A intensa participação infantil que se deu na época da elaboração do Estatuto, apesar de não se mostrar estável o suficiente, indicou a capacidade de mudanças, as quais podem ocorrer a partir da inclusão das crianças na discussão dos seus próprios assuntos e o seu envolvimento diretamente no processo decisório. Pode-se entender que houve uma alteração, ainda que temporária e pontual, mas em grande escala, na forma de perceber e vivenciar a infância como separada do "mundo dos adultos".

Recentes iniciativas indicam que o Parlamento brasileiro está atento a essa necessidade e propostas como o portal "Plenarinho", mantido pela Câmara dos Deputados, e projetos como o Parlamento Jovem e a realização de sessões com a presença de crianças são um primeiro passo para garantir e perenizar a participação de crianças e adolescentes nos processos decisórios. Nesse contexto em particular, a Psicologia Social e do Desenvolvimento, juntamente com outras disciplinas, tem contribuições valiosas a oferecer com seu aporte teórico-prático à questão.

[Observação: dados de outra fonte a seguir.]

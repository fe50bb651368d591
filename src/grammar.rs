//! 中文数字位值文法
//!
//! 把数字文本切分为记号序列，并用递归下降匹配位值单位文法：
//! 个位数字、十位（可省前导数字）、百/千位（零间隔需显式写出 零）、
//! 再到按 万、亿 组界递归的高位形式。
//!
//! 严格/普通两个变体结构相同，区别只在接受的数字字形集合
//! （普通集额外接受 〇幺两仨）与小数尾零规则。

use crate::tables::{NumeralTables, MAX_DECIMAL_DIGITS};

/// 数字文本的记号
#[derive(Debug, Clone, Copy, PartialEq, Eq)]
pub enum NumToken {
    /// 零（占位）
    Zero,
    /// 数字 1-9
    Digit(u8),
    /// 单位，携带倍数（10、100、1000、10^4、10^8）
    Unit(i64),
}

/// 文法变体
#[derive(Debug, Clone, Copy, PartialEq, Eq)]
pub enum Strictness {
    Strict,
    Normal,
}

/// 单位层级，从高到低；万、亿 是组界
const LEVELS: [i64; 5] = [100_000_000, 10_000, 1000, 100, 10];

/// 把字形分类为记号
fn classify(tables: &NumeralTables, ch: char, strictness: Strictness) -> Option<NumToken> {
    let digit = match strictness {
        Strictness::Strict => tables.strict_digit(ch),
        Strictness::Normal => tables.normal_digit(ch),
    };
    if let Some(d) = digit {
        return Some(if d == 0 { NumToken::Zero } else { NumToken::Digit(d) });
    }
    tables.unit_value(ch).map(NumToken::Unit)
}

/// 把整段文本切分为记号；任一字符无法分类则返回 None
pub fn tokenize(
    tables: &NumeralTables,
    text: &str,
    strictness: Strictness,
) -> Option<Vec<NumToken>> {
    text.chars()
        .map(|ch| classify(tables, ch, strictness))
        .collect()
}

/// 是否为数字记号（零或 1-9）
pub fn is_digit_token(tok: &NumToken) -> bool {
    matches!(tok, NumToken::Zero | NumToken::Digit(_))
}

/// 整数跨度是否符合位值文法
pub fn matches_integer(toks: &[NumToken]) -> bool {
    matches!(toks, [NumToken::Zero]) || section(toks, 0)
}

/// 小数跨度是否合法：严格要求末位非零，普通只限制长度
pub fn matches_decimal(toks: &[NumToken], strictness: Strictness) -> bool {
    if toks.is_empty() || toks.len() > MAX_DECIMAL_DIGITS {
        return false;
    }
    if !toks.iter().all(is_digit_token) {
        return false;
    }
    match strictness {
        Strictness::Strict => matches!(toks.last(), Some(NumToken::Digit(_))),
        Strictness::Normal => true,
    }
}

/// 查找本层单位的位置；出现多于一次则整段非法
fn unit_pos(toks: &[NumToken], unit: i64) -> Result<Option<usize>, ()> {
    let mut found = None;
    for (i, tok) in toks.iter().enumerate() {
        if *tok == NumToken::Unit(unit) {
            if found.is_some() {
                return Err(());
            }
            found = Some(i);
        }
    }
    Ok(found)
}

/// 匹配从第 li 层起的完整数值区段（1 .. 本层上限）
fn section(toks: &[NumToken], li: usize) -> bool {
    if toks.is_empty() {
        return false;
    }
    if li == LEVELS.len() {
        return matches!(toks, [NumToken::Digit(_)]);
    }
    let unit = LEVELS[li];
    match unit_pos(toks, unit) {
        Err(()) => false,
        Ok(None) => section(toks, li + 1),
        Ok(Some(p)) => {
            let (lead, tail) = (&toks[..p], &toks[p + 1..]);
            if unit == 10 {
                // 十位：前导数字可省（十一），尾随只允许单个数字
                let lead_ok = lead.is_empty() || matches!(lead, [NumToken::Digit(_)]);
                let tail_ok = tail.is_empty() || matches!(tail, [NumToken::Digit(_)]);
                return lead_ok && tail_ok;
            }
            // 万、亿 的前导本身是低一层完整区段；百、千 只带单个数字
            let lead_ok = if unit >= 10_000 {
                section(lead, li + 1)
            } else {
                matches!(lead, [NumToken::Digit(_)])
            };
            if !lead_ok {
                return false;
            }
            if tail.is_empty() {
                return true;
            }
            if tail[0] == NumToken::Zero {
                return zero_tail(&tail[1..], li);
            }
            full_tail(tail, li)
        }
    }
}

/// 零 间隔之后允许的低位形式（比满位形式低至少一档）
fn zero_tail(rest: &[NumToken], li: usize) -> bool {
    if rest.is_empty() {
        return false;
    }
    match LEVELS[li] {
        100 => matches!(rest, [NumToken::Digit(_)]),
        1000 => section(rest, 4),
        10_000 => section(rest, 3),
        _ => section(rest, 1),
    }
}

/// 不带 零 的满位尾随：必须以低一层单位开头成形
fn full_tail(tail: &[NumToken], li: usize) -> bool {
    let next = LEVELS[li + 1];
    matches!(unit_pos(tail, next), Ok(Some(_))) && section(tail, li + 1)
}

/// 口语简写形式：若干「数字{0,2} 单位」组后跟单个收尾数字（一万二）
pub fn is_spoken_shorthand(toks: &[NumToken]) -> bool {
    if toks.len() < 2 {
        return false;
    }
    let (last, body) = match toks.split_last() {
        Some(split) => split,
        None => return false,
    };
    if !is_digit_token(last) {
        return false;
    }
    let mut digits = 0;
    let mut saw_group = false;
    for tok in body {
        match tok {
            NumToken::Zero | NumToken::Digit(_) => {
                digits += 1;
                if digits > 2 {
                    return false;
                }
            }
            NumToken::Unit(_) => {
                digits = 0;
                saw_group = true;
            }
        }
    }
    digits == 0 && saw_group
}

#[cfg(test)]
mod tests {
    use super::*;

    fn toks(text: &str, strictness: Strictness) -> Vec<NumToken> {
        let tables = NumeralTables::new();
        tokenize(&tables, text, strictness).expect("tokenize")
    }

    fn int_ok(text: &str) -> bool {
        matches_integer(&toks(text, Strictness::Strict))
    }

    #[test]
    fn test_tokenize_modes() {
        let tables = NumeralTables::new();
        assert!(tokenize(&tables, "两", Strictness::Strict).is_none());
        assert_eq!(
            tokenize(&tables, "两", Strictness::Normal),
            Some(vec![NumToken::Digit(2)])
        );
        assert!(tokenize(&tables, "点", Strictness::Normal).is_none());
    }

    #[test]
    fn test_basic_forms() {
        assert!(int_ok("零"));
        assert!(int_ok("五"));
        assert!(int_ok("十"));
        assert!(int_ok("十一"));
        assert!(int_ok("二十二"));
        assert!(int_ok("一百"));
        assert!(int_ok("一百零一"));
        assert!(int_ok("一百二十三"));
        assert!(int_ok("一千零一"));
        assert!(int_ok("一千零二十"));
        assert!(int_ok("一千二百三十四"));
    }

    #[test]
    fn test_myriad_forms() {
        assert!(int_ok("一万"));
        assert!(int_ok("十万"));
        assert!(int_ok("一万二千"));
        assert!(int_ok("一万零二十"));
        assert!(int_ok("一亿"));
        assert!(int_ok("十万亿"));
        assert!(int_ok("九千八百七十六万五千四百三十二亿九千八百七十六万五千四百三十二"));
    }

    #[test]
    fn test_financial_glyphs() {
        assert!(int_ok("壹佰贰拾叁"));
        assert!(int_ok("壹仟零壹"));
    }

    #[test]
    fn test_invalid_forms() {
        // 无单位的裸数字串不在文法内
        assert!(!int_ok("一一"));
        assert!(!int_ok("一二三"));
        // 缺少显式 零 的间隔
        assert!(!int_ok("一千二十"));
        assert!(!int_ok("一万二"));
        // 单位缺少前导数字
        assert!(!int_ok("百"));
        assert!(!int_ok("千五"));
        // 同层单位重复
        assert!(!int_ok("十二十"));
        assert!(matches_integer(&[]) == false);
    }

    #[test]
    fn test_decimal_rules() {
        let strict = Strictness::Strict;
        let normal = Strictness::Normal;
        assert!(matches_decimal(&toks("五", strict), strict));
        assert!(matches_decimal(&toks("一四", strict), strict));
        // 严格模式小数不允许零结尾
        assert!(!matches_decimal(&toks("一零", strict), strict));
        assert!(matches_decimal(&toks("一零", normal), normal));
        // 单位不允许出现在小数部分
        assert!(!matches_decimal(&toks("一十", normal), normal));
        // 长度上限 16 位
        let long = "一".repeat(17);
        assert!(!matches_decimal(&toks(&long, normal), normal));
    }

    #[test]
    fn test_spoken_shorthand() {
        assert!(is_spoken_shorthand(&toks("一万二", Strictness::Normal)));
        assert!(is_spoken_shorthand(&toks("一千五", Strictness::Normal)));
        assert!(is_spoken_shorthand(&toks("一万二千三", Strictness::Normal)));
        assert!(!is_spoken_shorthand(&toks("一万二千", Strictness::Normal)));
        assert!(!is_spoken_shorthand(&toks("一二三", Strictness::Normal)));
    }
}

A ação das crianças no início da década de 80 mostra que alterou-se, ainda que temporariamente, a concepção generalizada do pressuposto de que a criança não estava madura para a vida, e que não estava preparada para opinar sobre os assuntos que lhe dizem respeito, como no caso exemplificado pela atuação dos integrantes do MNMMR. Para isso, foi garantida às crianças a liberdade por meio da livre expressão de idéias e opiniões. O caso ocorrido com o Estatuto da Criança e do Adolescente foi um exemplo da união que abrangeu toda a sociedade brasileira. Nas principais cidades brasileiras, diversos espaços serviram de local para discussão do tema. Caso as escolas tivessem aderido de forma significativa ao processo de discussão, teria sido possível aproveitar o que Ariès (1978) chamou de "quarentena", transformando a reunião diária de crianças em locais de gestão efetivamente democrática, promovendo, efetivamente, a difusão de mensagens culturais afinadas com os valores que sustentam a participação infantil.

Esse exemplo demonstra que, no que toca à promoção da participação infantil, as relações de poder que se estabelecem na escola podem variar, canalizar, mas nunca impedir que sejam promovidos, de fato, os diversos níveis de participação (HART, 1997; SHIER, 2001) nos projetos coletivos.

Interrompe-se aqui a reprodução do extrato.